Here's a thing I have learned: actually exercising is not that hard. At least for me, the hardest part of exercising is making myself do it in the first place. In other words: the hardest thing you will do at the gym is already over by the time you make it to the gym.
The difficulty, of course, is that in my brain, exercise = chore. And nobody wants to do chores. You have to find a way to trick yourself into thinking that exercise is fun, so you actually want to go to the gym. The best way to do this? Find something to do for exercise that you really do think is fun. Mine is rock climbing. It's the perfect combination of strength and problem solving and adventure. Or, as Sarah, my climbing buddy, put it: "I love rock climbing so much, it's like going to Disneyland. Sometimes I can't believe that I get to do it whenever I want."
Doing chores? Lame. Going to Disneyland? Awesome. Find your Disneyland.
How to do this? Try lots of new stuff. Go with a friend to a class. Get a Groupon for something you haven't tried before. Download a weird exercise video. Think outside the box: maybe your thing is ice skating, or mall walking, or Jazzercize — whatever makes you happy and keeps you moving. Bonus points if you can find more than one thing. Variety is key to not getting burned out.
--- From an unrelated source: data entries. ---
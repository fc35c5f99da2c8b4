//! # maestro-device
//!
//! Device-side execution engine for the Maestro simulator: sessions, a job
//! arena with opaque handles, a single-worker FIFO scheduler, and the
//! result-histogram codec.
//!
//! ```
//! use std::time::Duration;
//!
//! use maestro_device::{DeviceScheduler, JobParam, ResultKind, Session};
//! use maestro_sim::mock::{MockBackend, MockLoader};
//!
//! # fn main() -> maestro_device::DeviceResult<()> {
//! let scheduler = DeviceScheduler::new(MockLoader::new(MockBackend::new()));
//! scheduler.start()?;
//!
//! let mut session = Session::new();
//! session.initialize(&scheduler)?;
//!
//! let job = scheduler.create_job(&session)?;
//! scheduler.set_job_parameter(job, JobParam::QubitCount(2))?;
//! scheduler.set_job_parameter(job, JobParam::Shots(100))?;
//! scheduler.set_job_parameter(job, JobParam::Program("OPENQASM 2.0;".into()))?;
//! scheduler.submit(job)?;
//! scheduler.wait(job, Duration::from_secs(5))?;
//!
//! let size = scheduler.get_results(job, ResultKind::HistKeys, None)?;
//! let mut keys = vec![0u8; size];
//! scheduler.get_results(job, ResultKind::HistKeys, Some(&mut keys))?;
//! assert_eq!(&keys, b"11\0");
//!
//! scheduler.free_job(job)?;
//! # Ok(())
//! # }
//! ```

pub mod error;
pub mod histogram;
pub mod job;
pub mod scheduler;
pub mod session;
pub mod status;

pub use error::{DeviceError, DeviceResult};
pub use histogram::{Histogram, ResultKind};
pub use job::{JobHandle, JobParam, ProgramFormat};
pub use scheduler::DeviceScheduler;
pub use session::{Session, SessionParam, SessionStatus};
pub use status::{DeviceStatus, JobStatus};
Step 2: Find someone to do it with.
Pretty much everything is more fun when you do it with a friend. And finding a buddy to exercise with adds an element of accountability. You might be tempted to stay in bed and avoid the running trail when it's 35 degrees outside, but you'll probably get yourself out there if you know that skipping means your best friend will be running angry, in the cold, alone.
If regularly exercising with a friend isn't a possibility, improvise. Going to a class has many of the advantages of making a date with a buddy: it forces you to exercise at a particular time, so you don't keep putting it off and putting it off and putting it off, and it keeps you from quitting before the job is done. It's a lot easier to turn off the treadmill than it is to walk out in the middle of spinning class. Maybe you could do a yoga video at home at a particular time each week, and have your housemates or partner keep you accountable. If you have kids, get the little ones involved.
What works for you?
(Image credits: Shutterstock; Shutterstock)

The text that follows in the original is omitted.